Debütroman von Franka Potente: Aus der Lebenswelt der Mittelschicht
Frau weg, Job weg, die Frage nach dem Warum. Franka Potente beeindruckt mit ihrem ersten Roman und macht Hoffnung auf mehr.
München. Die Schauspielerin Franka Potente hat mit „Allmählich wird es Tag“ ihren ersten Roman vorgelegt. Sachlich doch zugleich gefühlvoll ist darin ein Mann in den Endvierzigern beschrieben, der auf einen Schlag seinen Job und seine Ehefrau verliert: Benommen von Schmerz, Alkohol und Drogen sucht er nach Antworten. Die Autorin wirft ein Schlaglicht auf die Folgen der Finanzkrise und verwebt das mit der Lebenswelt der Mittelklasse-Schicht. Es ist aber auch eine Geschichte über die Kraft der Veränderung. Potente (39) macht Hoffnung, dass es nicht bei diesem einen Roman bleiben wird.

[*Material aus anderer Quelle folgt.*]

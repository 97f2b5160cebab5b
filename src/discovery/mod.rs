//! Backend discovery subsystem.
//!
//! # Data Flow
//! ```text
//! Process environment (KEY=VALUE)
//!     → scanner.rs (select *_TUTUM_API_URL entries)
//!     → Vec<ApiEndpoint>
//!
//! Per endpoint:
//!     → client.rs (GET descriptor URL, Authorization: TUTUM_AUTH)
//!     → ServiceDescriptor.link_variables
//!     → aggregator.rs (group {CONTAINER}_PORT_{N}_TCP_{ADDR,PORT})
//!     → Vec<BackendRoute>, sorted by container name
//! ```
//!
//! # Design Decisions
//! - Scanning and aggregation are pure and never fail outward
//! - Only the client performs I/O

pub mod aggregator;
pub mod client;
pub mod model;
pub mod scanner;

pub use aggregator::{aggregate, link_filter};
pub use client::{FetchError, HttpServiceClient, ServiceClient};
pub use model::{ApiEndpoint, BackendRoute, ServiceDescriptor};
pub use scanner::{parse_endpoint, scan, ScanError};
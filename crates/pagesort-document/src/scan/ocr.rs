// SPDX-License-Identifier: PMPL-1.0-or-later
// Copyright (c) 2026 Jonathan D.A. Jewell (hyperpolymath) <jonathan.jewell@open.ac.uk>
//
// OCR text recognizer backed by the `ocrs` crate, a pure-Rust OCR engine
// running neural network models via `rten`.
//
// # Feature Gate
//
// This module is only available when the `ocr` feature is enabled:
//
// ```toml
// pagesort-document = { path = "crates/pagesort-document", features = ["ocr"] }
// ```
//
// # Model Setup
//
// The engine requires two model files:
//
// - **Detection model** (`text-detection.rten`): locates text in the image.
// - **Recognition model** (`text-recognition.rten`): decodes characters from
//   each detected line.
//
// Running `ocrs-cli` once downloads both into `$XDG_CACHE_HOME/ocrs`
// (typically `~/.cache/ocrs`), which is the default model directory here too.
//
// # Confidence
//
// `ocrs` does not score its output. The confidence reported to the pipeline is
// the share of detected text lines that decoded to non-empty text, a coarse
// signal next to the per-line scores of the `oar` engine (`scan::oar`).

use std::path::{Path, PathBuf};

use image::DynamicImage;
use ocrs::{ImageSource, OcrEngine, OcrEngineParams};
use pagesort_core::error::{PagesortError, Result};
use pagesort_core::types::Recognition;
use rten::Model;
use tracing::{debug, info, instrument};

use crate::scan::traits::TextRecognizer;

const DETECTION_MODEL_FILENAME: &str = "text-detection.rten";
const RECOGNITION_MODEL_FILENAME: &str = "text-recognition.rten";

/// Default directory for cached OCR model files: `$XDG_CACHE_HOME/ocrs`,
/// falling back to `~/.cache/ocrs`.
pub fn default_model_dir() -> PathBuf {
    if let Ok(xdg) = std::env::var("XDG_CACHE_HOME") {
        PathBuf::from(xdg).join("ocrs")
    } else if let Ok(home) = std::env::var("HOME") {
        PathBuf::from(home).join(".cache").join("ocrs")
    } else {
        PathBuf::from("ocrs-models")
    }
}

/// Locations of the two model files.
#[derive(Debug, Clone)]
pub struct OcrConfig {
    pub detection_model_path: PathBuf,
    pub recognition_model_path: PathBuf,
}

impl Default for OcrConfig {
    fn default() -> Self {
        Self::from_dir(default_model_dir())
    }
}

impl OcrConfig {
    /// Expects `dir` to contain `text-detection.rten` and `text-recognition.rten`.
    pub fn from_dir(dir: impl AsRef<Path>) -> Self {
        let dir = dir.as_ref();
        Self {
            detection_model_path: dir.join(DETECTION_MODEL_FILENAME),
            recognition_model_path: dir.join(RECOGNITION_MODEL_FILENAME),
        }
    }

    /// Verify that both model files exist.
    pub fn validate(&self) -> Result<()> {
        for path in [&self.detection_model_path, &self.recognition_model_path] {
            if !path.exists() {
                return Err(PagesortError::OcrError(format!(
                    "model not found at {}; run `ocrs-cli` once to download models",
                    path.display()
                )));
            }
        }
        Ok(())
    }
}

/// [`TextRecognizer`] over the `ocrs` engine.
///
/// Model loading is the expensive step; build one recognizer per worker and
/// reuse it for every page.
pub struct OcrsRecognizer {
    engine: OcrEngine,
}

impl OcrsRecognizer {
    /// Load both models named in `config`.
    ///
    /// The `ocrs` and `rten` crates must be compiled with optimisations;
    /// debug builds are one to two orders of magnitude slower.
    #[instrument(skip_all, fields(
        detection = %config.detection_model_path.display(),
        recognition = %config.recognition_model_path.display(),
    ))]
    pub fn new(config: &OcrConfig) -> Result<Self> {
        config.validate()?;

        let detection_model = load_model(&config.detection_model_path)?;
        let recognition_model = load_model(&config.recognition_model_path)?;

        let engine = OcrEngine::new(OcrEngineParams {
            detection_model: Some(detection_model),
            recognition_model: Some(recognition_model),
            ..Default::default()
        })
        .map_err(|err| PagesortError::OcrError(format!("failed to initialise OCR engine: {}", err)))?;

        info!("OCR engine initialised");
        Ok(Self { engine })
    }

    pub fn from_model_dir(dir: impl AsRef<Path>) -> Result<Self> {
        Self::new(&OcrConfig::from_dir(dir))
    }
}

impl TextRecognizer for OcrsRecognizer {
    #[instrument(skip_all, fields(width = image.width(), height = image.height()))]
    fn recognize(&self, image: &DynamicImage) -> Result<Recognition> {
        let rgb = image.to_rgb8();
        let (width, height) = rgb.dimensions();

        let source = ImageSource::from_bytes(rgb.as_raw(), (width, height)).map_err(|err| {
            PagesortError::OcrError(format!(
                "failed to create image source ({}x{}): {}",
                width, height, err
            ))
        })?;

        let input = self
            .engine
            .prepare_input(source)
            .map_err(|err| PagesortError::OcrError(format!("OCR preprocessing failed: {}", err)))?;

        let words = self
            .engine
            .detect_words(&input)
            .map_err(|err| PagesortError::OcrError(format!("word detection failed: {}", err)))?;
        let lines = self.engine.find_text_lines(&input, &words);
        if lines.is_empty() {
            debug!("No text lines detected");
            return Ok(Recognition::empty());
        }

        let decoded = self
            .engine
            .recognize_text(&input, &lines)
            .map_err(|err| PagesortError::OcrError(format!("line recognition failed: {}", err)))?;

        let texts: Vec<String> = decoded
            .iter()
            .flatten()
            .map(|line| line.to_string())
            .filter(|text| !text.trim().is_empty())
            .collect();

        let confidence = texts.len() as f32 / lines.len() as f32;
        debug!(
            detected_lines = lines.len(),
            recognised_lines = texts.len(),
            confidence,
            "OCR recognition complete"
        );

        Ok(Recognition::new(texts.join(" "), confidence))
    }
}

fn load_model(path: &Path) -> Result<Model> {
    info!(path = %path.display(), "Loading OCR model");
    Model::load_file(path).map_err(|err| {
        PagesortError::OcrError(format!(
            "failed to load model from {}: {}",
            path.display(),
            err
        ))
    })
}

#[cfg(test)]
mod tests {
    use super::*;

    #[test]
    fn config_from_dir() {
        let config = OcrConfig::from_dir("/tmp/my-models");
        assert_eq!(
            config.detection_model_path,
            PathBuf::from("/tmp/my-models/text-detection.rten")
        );
        assert_eq!(
            config.recognition_model_path,
            PathBuf::from("/tmp/my-models/text-recognition.rten")
        );
    }

    #[test]
    fn validate_missing_models() {
        let config = OcrConfig::from_dir("/nonexistent/path/ocr-models");
        assert!(matches!(config.validate(), Err(PagesortError::OcrError(_))));
    }

    #[test]
    fn recognizer_refuses_missing_models() {
        assert!(OcrsRecognizer::from_model_dir("/nonexistent/path/ocr-models").is_err());
    }
}
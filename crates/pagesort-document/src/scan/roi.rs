// SPDX-License-Identifier: PMPL-1.0-or-later
// Copyright (c) 2026 Jonathan D.A. Jewell (hyperpolymath) <jonathan.jewell@open.ac.uk>
//
// ROI decision policy — decides whether a cheap header or footer OCR pass is
// trustworthy enough to classify the page without full-page OCR.
//
// One attempt moves through
//
//     ROI attempt -> region gate -> classification gate -> Accepted
//                         \                 \
//                          `-----------------`--> FallbackRequired(reason)
//
// `RoiPolicy::evaluate` is the pure transition from a region recognition to a
// decision. `RoiPolicy::attempt` wraps it with the crop and the OCR call.

use std::fmt;

use image::DynamicImage;
use pagesort_classify::{Classification, PageClassifier};
use pagesort_core::PipelineConfig;
use pagesort_core::types::{Recognition, RoiRegion};
use tracing::{debug, instrument, warn};

use crate::image::processor::ImageProcessor;
use crate::scan::traits::TextRecognizer;

/// Why a region result was not trusted.
#[derive(Debug, Clone, PartialEq)]
pub enum FallbackReason {
    /// Region OCR is switched off.
    Disabled,
    LowConfidence { confidence: f32 },
    /// Too few characters (raw or trimmed) to judge the page by.
    TooLittleText { chars: usize, trimmed_chars: usize },
    /// Several document types are plausible.
    Ambiguous { candidates: usize },
    /// No profile matched the region text.
    NoKeywords,
    /// A functional type matched without the corroboration needed to skip
    /// full-page OCR.
    WeakEvidence {
        doc_type: String,
        secondary: usize,
        required: usize,
    },
}

impl fmt::Display for FallbackReason {
    fn fmt(&self, f: &mut fmt::Formatter<'_>) -> fmt::Result {
        match self {
            Self::Disabled => f.write_str("region OCR disabled"),
            Self::LowConfidence { confidence } => {
                write!(f, "region confidence {confidence:.2} below threshold")
            }
            Self::TooLittleText {
                chars,
                trimmed_chars,
            } => write!(f, "region text too short ({chars} chars, {trimmed_chars} trimmed)"),
            Self::Ambiguous { candidates } => write!(f, "{candidates} candidate types"),
            Self::NoKeywords => f.write_str("no keywords in region"),
            Self::WeakEvidence {
                doc_type,
                secondary,
                required,
            } => write!(
                f,
                "{doc_type} has {secondary} secondary keywords, {required} needed"
            ),
        }
    }
}

/// A region result accepted as the page's final classification.
#[derive(Debug, Clone, PartialEq)]
pub struct RoiAcceptance {
    pub region: RoiRegion,
    pub recognition: Recognition,
    pub classification: Classification,
}

#[derive(Debug, Clone, PartialEq)]
pub enum RoiDecision {
    Accepted(RoiAcceptance),
    FallbackRequired(FallbackReason),
}

impl RoiDecision {
    pub fn is_accepted(&self) -> bool {
        matches!(self, Self::Accepted(_))
    }
}

/// Two-tier OCR acceptance rules for one pipeline configuration.
pub struct RoiPolicy<'a> {
    config: &'a PipelineConfig,
    classifier: &'a PageClassifier,
}

impl<'a> RoiPolicy<'a> {
    pub fn new(config: &'a PipelineConfig, classifier: &'a PageClassifier) -> Self {
        Self { config, classifier }
    }

    /// Band to try first. The footer is used only when the caller signals
    /// that the header is unlikely to identify this page.
    pub fn region(need_footer: bool) -> RoiRegion {
        if need_footer {
            RoiRegion::Footer
        } else {
            RoiRegion::Header
        }
    }

    /// Crop the band, recognise it and evaluate the result.
    ///
    /// A recognizer error is logged and treated as an empty, zero-confidence
    /// recognition, which always falls back.
    #[instrument(skip_all, fields(need_footer))]
    pub fn attempt(
        &self,
        image: &DynamicImage,
        recognizer: &dyn TextRecognizer,
        need_footer: bool,
    ) -> RoiDecision {
        if !self.config.enable_roi_ocr {
            return RoiDecision::FallbackRequired(FallbackReason::Disabled);
        }

        let region = Self::region(need_footer);
        let band = ImageProcessor::from_dynamic(image.clone())
            .region_band(
                region,
                self.config.roi_header_fraction,
                self.config.roi_footer_fraction,
            )
            .into_dynamic();

        let recognition = recognizer.recognize(&band).unwrap_or_else(|err| {
            warn!(%region, %err, "Region OCR failed");
            Recognition::empty()
        });

        self.evaluate(region, recognition)
    }

    /// Decide whether `recognition` of `region` can stand in for full-page OCR.
    ///
    /// The region gate needs confidence at or above the threshold and enough
    /// raw and trimmed text. The classification gate rejects ambiguous
    /// pages, pages with no match, and functional matches whose secondary
    /// count is below `min_secondary_matches + roi_secondary_margin`.
    pub fn evaluate(&self, region: RoiRegion, recognition: Recognition) -> RoiDecision {
        let config = self.config;

        if recognition.confidence < config.roi_confidence_threshold {
            return fallback(
                region,
                FallbackReason::LowConfidence {
                    confidence: recognition.confidence,
                },
            );
        }

        let (min_chars, min_trimmed) = match region {
            RoiRegion::Header => (
                config.roi_min_header_chars,
                config.roi_min_header_trimmed_chars,
            ),
            RoiRegion::Footer => (
                config.roi_min_footer_chars,
                config.roi_min_footer_trimmed_chars,
            ),
        };
        let chars = recognition.text.chars().count();
        let trimmed_chars = recognition.text.trim().chars().count();
        if chars <= min_chars || trimmed_chars <= min_trimmed {
            return fallback(
                region,
                FallbackReason::TooLittleText {
                    chars,
                    trimmed_chars,
                },
            );
        }

        let classification = self.classifier.classify(&recognition.text);
        let Some(winner) = classification.as_match() else {
            return fallback(region, FallbackReason::NoKeywords);
        };

        if winner.candidate_count >= 2 {
            return fallback(
                region,
                FallbackReason::Ambiguous {
                    candidates: winner.candidate_count,
                },
            );
        }

        let required = winner.min_secondary_matches + config.roi_secondary_margin;
        if winner.functional && winner.secondary.len() < required {
            return fallback(
                region,
                FallbackReason::WeakEvidence {
                    doc_type: winner.doc_type.clone(),
                    secondary: winner.secondary.len(),
                    required,
                },
            );
        }

        debug!(
            %region,
            doc_type = %winner.doc_type,
            confidence = recognition.confidence,
            "Region result accepted"
        );
        RoiDecision::Accepted(RoiAcceptance {
            region,
            recognition,
            classification,
        })
    }
}

fn fallback(region: RoiRegion, reason: FallbackReason) -> RoiDecision {
    debug!(%region, %reason, "Region result rejected");
    RoiDecision::FallbackRequired(reason)
}
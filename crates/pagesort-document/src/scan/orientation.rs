// SPDX-License-Identifier: PMPL-1.0-or-later
// Copyright (c) 2026 Jonathan D.A. Jewell (hyperpolymath) <jonathan.jewell@open.ac.uk>
//
// Orientation normalizer — rotates sideways or upside-down scans upright
// before any OCR pass.

use image::DynamicImage;
use pagesort_core::PipelineConfig;
use pagesort_core::error::Result;
use tracing::{debug, info, instrument, warn};

use crate::scan::traits::{ImageRotator, Orientation, OrientationClassifier};

/// Angle classes that trigger a correction.
const ROTATED_CLASSES: [f32; 3] = [90.0, 180.0, 270.0];

/// Orientation classifier for builds without an orientation model: reports
/// every page as upright with full confidence, so no page is ever rotated.
#[derive(Debug, Clone, Copy, Default)]
pub struct UprightClassifier;

impl OrientationClassifier for UprightClassifier {
    fn classify(&self, _image: &DynamicImage) -> Result<Orientation> {
        Ok(Orientation::upright())
    }
}

/// Decides whether a page needs rotating and applies the correction.
pub struct OrientationNormalizer<'a> {
    classifier: &'a dyn OrientationClassifier,
    rotator: &'a dyn ImageRotator,
    tolerance: f32,
    confidence_threshold: f32,
}

impl<'a> OrientationNormalizer<'a> {
    pub fn new(
        classifier: &'a dyn OrientationClassifier,
        rotator: &'a dyn ImageRotator,
        config: &PipelineConfig,
    ) -> Self {
        Self {
            classifier,
            rotator,
            tolerance: config.angle_tolerance,
            confidence_threshold: config.angle_confidence_threshold,
        }
    }

    /// Signed clockwise rotation (degrees) that undoes `orientation`, or `None`
    /// when the page should be left as it is.
    ///
    /// The detected angle must be non-zero, its confidence must exceed the
    /// threshold, and it must lie within the tolerance of 90, 180 or 270.
    /// Corrections are normalised to (-180, 180]: 90 -> -90, 180 -> 180,
    /// 270 -> 90.
    pub fn corrective_rotation(&self, orientation: Orientation) -> Option<i32> {
        if orientation.angle == 0.0 || orientation.confidence <= self.confidence_threshold {
            return None;
        }

        let class = ROTATED_CLASSES
            .iter()
            .copied()
            .find(|class| (orientation.angle - class).abs() <= self.tolerance)?;

        let correction = (-(class as i32)).rem_euclid(360);
        Some(if correction > 180 {
            correction - 360
        } else {
            correction
        })
    }

    /// Return the page upright, with the rotation applied (if any).
    ///
    /// Classifier and rotator failures are logged and leave the page
    /// unrotated.
    #[instrument(skip_all, fields(page = page_number))]
    pub fn normalize(&self, page_number: u32, image: DynamicImage) -> (DynamicImage, Option<i32>) {
        let orientation = match self.classifier.classify(&image) {
            Ok(orientation) => orientation,
            Err(err) => {
                warn!(%err, "Orientation detection failed, keeping page as scanned");
                return (image, None);
            }
        };

        let Some(degrees) = self.corrective_rotation(orientation) else {
            debug!(
                angle = orientation.angle,
                confidence = orientation.confidence,
                "No orientation correction"
            );
            return (image, None);
        };

        match self.rotator.rotate(&image, degrees as f32) {
            Ok(rotated) => {
                info!(
                    detected = orientation.angle,
                    confidence = orientation.confidence,
                    applied = degrees,
                    "Page orientation corrected"
                );
                (rotated, Some(degrees))
            }
            Err(err) => {
                warn!(%err, degrees, "Rotation failed, keeping page as scanned");
                (image, None)
            }
        }
    }
}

„Wie ein gefällter Baum lag er da“ — das ist die erste Beschreibung von Protagonist Tim Wilkins. Ein 49 Jahre alter Investmentberater, der seit fast 30 Jahren in seinem Haus in Los Angeles lebt. Irgendwann hatten er und seine Ehefrau Liz einen Pool anbauen lassen. Freunde und Golfen. Ihr Sohn Derek wuchs hier auf, heute erfolgreich im Filmgeschäft tätig. Das ist das Leben an der Oberfläche.
Darunter? Tim muss kramen, lange kramen, bevor er vordringt. Er ist betäubt vom Alltag, kann sich an vieles nicht erinnern, und die Ehe — Alltag eben. Jetzt ist Liz seit Tagen weg: „Am Sonntag war sie in das große Auto gestiegen. Er selbst hatte am Fenster gestanden. Das Bild einer gebräunten Männerhand, souverän und ruhig auf dem Steuer ruhend, hatte sich in sein Gedächtnis gebrannt.“ Lähmender Schmerz überkommt Tim, aber er beginnt nicht, um Liz zu kämpfen. Stattdessen: Alkohol, Drogen, Sex, laute Musik. Fertigsuppen und Chips. Die Sprache wird härter.
Potente, bekannt aus „Lola rennt“ und „Elementarteilchen“, arbeitet mit Zeitsprüngen und vielen Spannungsbögen. Der Roman wird mit einem Vorgriff eingeleitet, der aus dem hinteren Teil entlehnt ist. Als Tim regungslos am Pool liegt, nachdem er die Möbel hineingeworfen und angezündet hat. Verwirrung, ist er tot? Weiterer Spannungstrick: Der Leser erwartet eine Begegnung zwischen Tim und seiner Frau — Potente spannt ihn auf die Folter. Nach und nach lässt sie ihren Protagonisten so in einer Art Zwischenwelt zwischen dem Gestern und dem Morgen eine Entwicklung durchleben — Tim beginnt zu begreifen, und irgendwann schöpft er Hoffnung auf bessere Zeiten.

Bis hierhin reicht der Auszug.